RECORDS SUPPLIED: Begin

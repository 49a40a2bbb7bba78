#![allow(dead_code)]

use axum::{
    body::{to_bytes, Body},
    http::{Request, StatusCode},
    Router,
};
use learnpath_api::{
    config::Config,
    create_router,
    middlewares::auth::{JwtClaims, JwtService},
    services::{store::InMemoryStore, AppState},
};
use serde_json::{json, Value};
use std::sync::Arc;
use tower::ServiceExt;

pub const TEST_JWT_SECRET: &str = "test-jwt-secret";
pub const LEARNER: &str = "learner-1";

pub const ALGEBRA_ID: &str = "11111111-1111-4111-8111-111111111111";
pub const ALGEBRA_SLUG: &str = "algebra-basics";
pub const GEOMETRY_ID: &str = "22222222-2222-4222-8222-222222222222";
pub const GEOMETRY_SLUG: &str = "geometry";
pub const CALCULUS_ID: &str = "33333333-3333-4333-8333-333333333333";

pub fn create_test_app() -> (Router, Arc<InMemoryStore>) {
    let _ = tracing_subscriber::fmt()
        .with_test_writer()
        .with_max_level(tracing::Level::DEBUG)
        .try_init();

    let store = Arc::new(InMemoryStore::new());
    let state = Arc::new(AppState::with_store(
        Config::in_memory(TEST_JWT_SECRET),
        store.clone(),
    ));

    (create_router(state), store)
}

pub fn token_for(user_id: &str) -> String {
    JwtService::new(TEST_JWT_SECRET)
        .generate_token(&JwtClaims::for_user(user_id, 3600))
        .expect("test token")
}

pub async fn send(
    app: &Router,
    method: &str,
    uri: &str,
    token: Option<&str>,
    body: Option<Value>,
) -> (StatusCode, Value) {
    let mut builder = Request::builder().method(method).uri(uri);
    if let Some(token) = token {
        builder = builder.header("authorization", format!("Bearer {}", token));
    }
    let request = match body {
        Some(body) => builder
            .header("content-type", "application/json")
            .body(Body::from(body.to_string()))
            .unwrap(),
        None => builder.body(Body::empty()).unwrap(),
    };

    let response = app.clone().oneshot(request).await.unwrap();
    let status = response.status();
    let bytes = to_bytes(response.into_body(), usize::MAX).await.unwrap();
    let json = if bytes.is_empty() {
        Value::Null
    } else {
        serde_json::from_slice(&bytes).unwrap_or(Value::Null)
    };
    (status, json)
}

/// One course, one subject, three modules:
/// - algebra: s-a1 (l1, l2; e1: q1, q2) and s-a2 (l3; e2: q3)
/// - geometry: s-g1 (l4, no exercises)
/// - calculus: no sections
pub fn seed_curriculum(store: &InMemoryStore) {
    store.insert_rows(
        "courses",
        vec![json!({"id": "course-1", "title": "Mathematics", "description": "Core maths"})],
    );
    store.insert_rows(
        "subjects",
        vec![json!({"id": "subject-1", "title": "Foundations", "course_id": "course-1", "order_index": 1})],
    );
    store.insert_rows(
        "modules",
        vec![
            json!({"id": ALGEBRA_ID, "slug": ALGEBRA_SLUG, "title": "Algebra", "subject_id": "subject-1", "order_index": 1}),
            json!({"id": GEOMETRY_ID, "slug": GEOMETRY_SLUG, "title": "Geometry", "subject_id": "subject-1", "order_index": 2}),
            json!({"id": CALCULUS_ID, "slug": "calculus", "title": "Calculus", "subject_id": "subject-1", "order_index": 3}),
        ],
    );
    store.insert_rows(
        "sections",
        vec![
            json!({"id": "s-a1", "title": "Expressions", "module_id": ALGEBRA_ID}),
            json!({"id": "s-a2", "title": "Equations", "module_id": ALGEBRA_ID}),
            json!({"id": "s-g1", "title": "Angles", "module_id": GEOMETRY_ID}),
        ],
    );
    store.insert_rows(
        "lectures",
        vec![
            json!({"id": "l1", "section_id": "s-a1"}),
            json!({"id": "l2", "section_id": "s-a1"}),
            json!({"id": "l3", "section_id": "s-a2"}),
            json!({"id": "l4", "section_id": "s-g1"}),
        ],
    );
    store.insert_rows(
        "section_exercises",
        vec![
            json!({"id": "e1", "section_id": "s-a1"}),
            json!({"id": "e2", "section_id": "s-a2"}),
        ],
    );
    store.insert_rows(
        "section_exercise_questions",
        vec![
            json!({"id": "q1", "exercise_id": "e1"}),
            json!({"id": "q2", "exercise_id": "e1"}),
            json!({"id": "q3", "exercise_id": "e2"}),
        ],
    );
}

pub fn assign_course(store: &InMemoryStore, user_id: &str, course_id: &str) {
    store.insert_rows(
        "user_course_assignments",
        vec![json!({"user_id": user_id, "course_id": course_id})],
    );
}

pub fn watch(store: &InMemoryStore, user_id: &str, section_id: &str, lecture_id: &str) {
    store.insert_rows(
        "user_section_lecture_progress",
        vec![json!({
            "user_id": user_id,
            "section_id": section_id,
            "lecture_id": lecture_id,
            "is_watched": true,
        })],
    );
}

pub fn finish_quiz(store: &InMemoryStore, user_id: &str, section_id: &str, status: &str) {
    store.insert_rows(
        "adaptive_quiz_sessions",
        vec![json!({"user_id": user_id, "section_id": section_id, "status": status})],
    );
}

pub fn submit(
    store: &InMemoryStore,
    user_id: &str,
    section_id: &str,
    exercise_id: &str,
    question_id: &str,
    submitted_at: &str,
) {
    store.insert_rows(
        "user_section_exercise_submissions",
        vec![json!({
            "user_id": user_id,
            "section_id": section_id,
            "exercise_id": exercise_id,
            "question_id": question_id,
            "submitted_at": submitted_at,
        })],
    );
}

pub fn set_module_status(store: &InMemoryStore, user_id: &str, module_id: &str, row: Value) {
    let mut fields = json!({"user_id": user_id, "module_id": module_id});
    if let (Some(target), Value::Object(extra)) = (fields.as_object_mut(), row) {
        target.extend(extra);
    }
    store.insert_rows("user_module_status", vec![fields]);
}

/// Every gate of every algebra section satisfied for `user_id`.
pub fn complete_algebra(store: &InMemoryStore, user_id: &str) {
    watch(store, user_id, "s-a1", "l1");
    watch(store, user_id, "s-a1", "l2");
    watch(store, user_id, "s-a2", "l3");
    finish_quiz(store, user_id, "s-a1", "completed");
    finish_quiz(store, user_id, "s-a2", "stopped");
    submit(store, user_id, "s-a1", "e1", "q1", "2024-03-01T09:00:00Z");
    submit(store, user_id, "s-a1", "e1", "q2", "2024-03-01T09:05:00Z");
    submit(store, user_id, "s-a2", "e2", "q3", "2024-03-02T10:00:00Z");
}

RECORDS SUPPLIED: End

— PROBLEM STATEMENT —
Could you return all lines from the data above that contain the string "JwtClaims"?

— RESPONSE TO THIS TASK —
    middlewares::auth::{JwtClaims, JwtService},
        .generate_token(&JwtClaims::for_user(user_id, 3600))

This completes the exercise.